Yahoo has announced plans to shut down its Voices site effective July 30 and its Contributor network effective the end of August.
Originally bought by Yahoo for $100 million as Associated Content in 2012, the Voices site, and the Contributor Network which supplied it with writers, were sources of low cost content, what some would call a “content farm”.
But following Google’s Panda algorithm, which targeted and downgraded what Google considered low quality content, 75,000 articles were deleted, reports Matt McGhee of Search Engine Land.
The rest of the content was transferred to a new site called Voices. The site paid as little as $5 per article mostly in Performance Payments from ad revenue for crowdsourced content.
And some of these were the kinds of often-criticized posts with titles like “Guide to Reducing Stress in Daily Activity” or “Five Hollywood Career Revivals Waiting to Happen,” said Ad Age at the time of the purchase.
For online small business owners and content marketers the message seems clear. Mass produced, low cost content lacking a unique perspective will always lose out to carefully crafted and authoritative alternatives.

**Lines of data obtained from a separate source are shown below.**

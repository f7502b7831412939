//! HTTP error mapping shared by all handlers.

use auditlog_store::StoreError;
use auditlog_types::CursorError;
use axum::{
    http::StatusCode,
    response::{IntoResponse, Response},
    Json,
};
use thiserror::Error;

use crate::authz::AuthzError;
use crate::directory::DirectoryError;

/// Message returned for every authentication or authorization failure.
///
/// The same text is used whatever the cause so that responses never reveal
/// whether a user or domain exists.
pub const UNAUTHORIZED_MESSAGE: &str = "not authorized to view these audit events";

/// API error type mapping to HTTP status codes.
///
/// `Unauthorized` and `Internal` carry a detail that is logged but never
/// sent to the client.
#[derive(Debug, Error)]
pub enum ApiError {
    #[error("invalid input: {0}")]
    BadRequest(String),
    #[error("unauthorized: {0}")]
    Unauthorized(String),
    #[error("internal server error: {0}")]
    Internal(String),
}

impl ApiError {
    /// Machine-readable error kind used in the response body.
    pub fn kind(&self) -> &'static str {
        match self {
            ApiError::BadRequest(_) => "bad_request",
            ApiError::Unauthorized(_) => "unauthorized",
            ApiError::Internal(_) => "internal",
        }
    }

    pub fn status(&self) -> StatusCode {
        match self {
            ApiError::BadRequest(_) => StatusCode::BAD_REQUEST,
            ApiError::Unauthorized(_) => StatusCode::UNAUTHORIZED,
            ApiError::Internal(_) => StatusCode::INTERNAL_SERVER_ERROR,
        }
    }
}

impl IntoResponse for ApiError {
    fn into_response(self) -> Response {
        let message = match &self {
            ApiError::BadRequest(msg) => {
                tracing::debug!(reason = %msg, "rejected malformed request");
                msg.clone()
            }
            ApiError::Unauthorized(detail) => {
                tracing::warn!(reason = %detail, "request not authorized");
                UNAUTHORIZED_MESSAGE.to_string()
            }
            ApiError::Internal(detail) => {
                tracing::error!(reason = %detail, "request failed");
                "internal server error".to_string()
            }
        };

        let body = Json(serde_json::json!({
            "error": {
                "kind": self.kind(),
                "message": message,
            }
        }));

        (self.status(), body).into_response()
    }
}

impl From<CursorError> for ApiError {
    fn from(err: CursorError) -> Self {
        ApiError::BadRequest(err.to_string())
    }
}

impl From<AuthzError> for ApiError {
    fn from(err: AuthzError) -> Self {
        match err {
            AuthzError::Directory(e) => e.into(),
            other => ApiError::Unauthorized(other.to_string()),
        }
    }
}

impl From<DirectoryError> for ApiError {
    fn from(err: DirectoryError) -> Self {
        ApiError::Internal(err.to_string())
    }
}

impl From<StoreError> for ApiError {
    fn from(err: StoreError) -> Self {
        ApiError::Internal(err.to_string())
    }
}

impl From<r2d2::Error> for ApiError {
    fn from(err: r2d2::Error) -> Self {
        ApiError::Internal(format!("database connection unavailable: {err}"))
    }
}

impl From<tokio::task::JoinError> for ApiError {
    fn from(err: tokio::task::JoinError) -> Self {
        ApiError::Internal(format!("task join error: {err}"))
    }
}

#[cfg(test)]
mod tests {
    use super::*;

    async fn body_json(err: ApiError) -> (StatusCode, serde_json::Value) {
        let response = err.into_response();
        let status = response.status();
        let bytes = axum::body::to_bytes(response.into_body(), usize::MAX)
            .await
            .unwrap();
        (status, serde_json::from_slice(&bytes).unwrap())
    }

    #[tokio::test]
    async fn unauthorized_hides_detail() {
        let err: ApiError = AuthzError::UnknownDomain("acme".to_string()).into();
        let (status, json) = body_json(err).await;

        assert_eq!(status, StatusCode::UNAUTHORIZED);
        assert_eq!(json["error"]["kind"], "unauthorized");
        assert_eq!(json["error"]["message"], UNAUTHORIZED_MESSAGE);
        assert!(!json.to_string().contains("acme"));
    }

    #[tokio::test]
    async fn cursor_errors_are_bad_requests() {
        let err: ApiError = CursorError::InvalidOffset("x".to_string()).into();
        let (status, json) = body_json(err).await;

        assert_eq!(status, StatusCode::BAD_REQUEST);
        assert_eq!(json["error"]["kind"], "bad_request");
    }

    #[tokio::test]
    async fn directory_failures_are_internal() {
        let err: ApiError = AuthzError::Directory(DirectoryError::Database(
            rusqlite::Error::QueryReturnedNoRows,
        ))
        .into();
        let (status, json) = body_json(err).await;

        assert_eq!(status, StatusCode::INTERNAL_SERVER_ERROR);
        assert_eq!(json["error"]["kind"], "internal");
        assert_eq!(json["error"]["message"], "internal server error");
    }
}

But this might tell only part of the story, says SEO expert Aaron Wall of SEO Book. In an email exchange with Small Business Trends, Wall admits confusion at Yahoo’s decision:
“Strategically I don’t understand the incentive for shutting down Yahoo Voice and the Yahoo Contributor Network. I see numerous benefits to keeping it around. They could have:
- used it as a source of the sort of backfill content to augment their featured content
- kept it segmented and used it to find new and upcoming authors
- kept it around to give them greater cost structure flexibility during economic downturns & allow them to scale up near peaks without embedding as high of a fixed cost structure in their businessEvery publisher has to have some blend of featured content & lower cost backfill content. Yahoo! has recently pushed to launch their magazine-styled niche sites with partnerships with known journalists and celebrities.”
But in the end, Wall noted another possible reason for the decision: Yahoo’s purchase of social blogging site Tumblr in 2013 for $1 billion.
Wall explains:
“Another factor worth considering is how they are blending Tumblr into their site and their native ads strategy. Perhaps with Tumblr having a far bigger footprint they could try to recruit authors from it to write for some of their verticals.”
In a note to contributors of the Yahoo network, writers who wish to continue contributing user generated content to Yahoo are told:
“You are encouraged to publish via Tumblr, though please realize the Yahoo Contributor Network publishing and payment platform is not being replaced within the company.”